**Exercise**
Find the line with "examined per book" in the entries below, then reproduce it and every line after it down to and including the line with "a single thread", exactly.

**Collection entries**
use anyhow::Result;
use clap::Parser;
use std::path::PathBuf;
use tracing::info;
use tracing_subscriber::EnvFilter;

use quote_context::config::{
    DEFAULT_CONTEXT_MARGIN, DEFAULT_MAX_FILES_PER_BOOK, DEFAULT_TOLERANCE,
};
use quote_context::{BookFormat, MatchParams, RunConfig, RunDriver};

#[derive(Parser, Debug)]
#[command(name = "quote-context")]
#[command(about = "Find quotes in Project Gutenberg texts and store the surrounding sentences as context")]
#[command(version)]
struct Args {
    /// CSV catalog with Book Num, Book Title and Author columns
    #[arg(long)]
    catalog: PathBuf,

    /// Root directory of book text files
    #[arg(long)]
    books_dir: PathBuf,

    /// SQLite database holding the quotes table
    #[arg(long)]
    database: PathBuf,

    /// Quotes table (columns: id, quote, author, context)
    #[arg(long, default_value = "quotes_cleaned")]
    table: String,

    /// Checkpoint file recording the last processed quote id
    #[arg(long, default_value = "checkpoint.json")]
    checkpoint: PathBuf,

    /// Extension of book files under the books directory
    #[arg(long, default_value = "txt")]
    book_extension: String,

    /// How book files store their text
    #[arg(long, value_enum, default_value_t = BookFormat::PlainText)]
    book_format: BookFormat,

    /// Share of the quote length allowed as edit distance
    #[arg(long, default_value_t = DEFAULT_TOLERANCE)]
    tolerance: f64,

    /// Characters of context requested on each side of a match
    #[arg(long, default_value_t = DEFAULT_CONTEXT_MARGIN)]
    context_margin: usize,

    /// Maximum source files examined per book
    #[arg(long, default_value_t = DEFAULT_MAX_FILES_PER_BOOK)]
    max_files_per_book: usize,

    /// Worker threads for window scoring (defaults to the number of CPUs)
    #[arg(long)]
    threads: Option<usize>,

    /// Score windows on a single thread
    #[arg(long)]
    sequential: bool,

    /// Suppress console progress bars
    #[arg(long)]
    no_progress: bool,

    /// Stats output file path
    #[arg(long, default_value = "run_stats.json")]
    stats_out: PathBuf,
}

impl Args {
    fn into_config(self) -> RunConfig {
        RunConfig {
            catalog_path: self.catalog,
            books_dir: self.books_dir,
            book_extension: self.book_extension,
            book_format: self.book_format,
            database_path: self.database,
            quotes_table: self.table,
            checkpoint_path: self.checkpoint,
            stats_out: self.stats_out,
            no_progress: self.no_progress,
            match_params: MatchParams {
                tolerance: self.tolerance,
                context_margin: self.context_margin,
                max_files_per_book: self.max_files_per_book,
                parallel: !self.sequential,
            },
        }
    }
}

#[tokio::main]
async fn main() -> Result<()> {
    tracing_subscriber::fmt()
        .with_target(false)
        .with_env_filter(EnvFilter::try_from_default_env().unwrap_or_else(|_| EnvFilter::new("info")))
        .json()
        .init();

    let args = Args::parse();
    info!("Starting quote-context");
    info!(?args, "Parsed CLI arguments");

    if !(0.0..=1.0).contains(&args.tolerance) {
        anyhow::bail!("Tolerance must be between 0 and 1, got {}", args.tolerance);
    }

    let threads = args.threads.unwrap_or_else(num_cpus::get).max(1);
    rayon::ThreadPoolBuilder::new()
        .num_threads(threads)
        .build_global()?;

    let config = args.into_config();
    let driver = RunDriver::from_config(&config).await?;
    let stats = driver.run().await;
    driver.close().await;
    let stats = stats?;

    stats.write_json(&config.stats_out).await?;

    println!("quote-context v{} - run complete", env!("CARGO_PKG_VERSION"));
    println!("  Quotes processed: {}", stats.quotes_processed);
    println!("  Context found: {}", stats.quotes_found);
    println!("  Not found: {}", stats.quotes_not_found + stats.quotes_no_candidates);
    if stats.quotes_skipped > 0 {
        println!("  Skipped (malformed): {}", stats.quotes_skipped);
    }
    println!("  Stats written to {}", config.stats_out.display());

    Ok(())
}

**Response area**
    /// Maximum source files examined per book
    #[arg(long, default_value_t = DEFAULT_MAX_FILES_PER_BOOK)]
    max_files_per_book: usize,

    /// Worker threads for window scoring (defaults to the number of CPUs)
    #[arg(long)]
    threads: Option<usize>,

    /// Score windows on a single thread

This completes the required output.